WORK TO BE COMPLETED
Show the lines below that contain the string "path".

EXERCISE MATERIALS

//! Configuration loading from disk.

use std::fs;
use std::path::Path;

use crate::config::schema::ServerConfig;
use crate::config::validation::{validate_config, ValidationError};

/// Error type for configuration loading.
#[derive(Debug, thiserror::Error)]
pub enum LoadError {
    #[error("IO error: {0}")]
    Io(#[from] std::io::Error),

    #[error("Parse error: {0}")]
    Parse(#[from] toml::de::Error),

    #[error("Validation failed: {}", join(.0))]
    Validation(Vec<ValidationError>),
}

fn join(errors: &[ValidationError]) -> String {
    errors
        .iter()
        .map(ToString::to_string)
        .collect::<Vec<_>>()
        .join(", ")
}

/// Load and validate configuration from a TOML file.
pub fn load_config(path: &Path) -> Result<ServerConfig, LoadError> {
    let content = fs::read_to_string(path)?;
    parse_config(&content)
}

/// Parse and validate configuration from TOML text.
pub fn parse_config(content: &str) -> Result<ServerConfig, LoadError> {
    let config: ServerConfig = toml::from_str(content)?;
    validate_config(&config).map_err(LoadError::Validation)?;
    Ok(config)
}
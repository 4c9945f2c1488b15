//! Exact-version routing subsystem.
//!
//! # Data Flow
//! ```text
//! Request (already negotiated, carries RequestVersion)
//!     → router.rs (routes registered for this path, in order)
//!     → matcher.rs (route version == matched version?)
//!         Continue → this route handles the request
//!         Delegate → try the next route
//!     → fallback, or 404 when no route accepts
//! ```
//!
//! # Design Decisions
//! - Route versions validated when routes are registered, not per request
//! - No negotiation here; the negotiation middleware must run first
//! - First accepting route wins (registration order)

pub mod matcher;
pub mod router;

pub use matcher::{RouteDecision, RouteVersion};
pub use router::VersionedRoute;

REPLY TO THE TASK
use std::path::Path;
pub fn load_config(path: &Path) -> Result<ServerConfig, LoadError> {
    let content = fs::read_to_string(path)?;
//!     → router.rs (routes registered for this path, in order)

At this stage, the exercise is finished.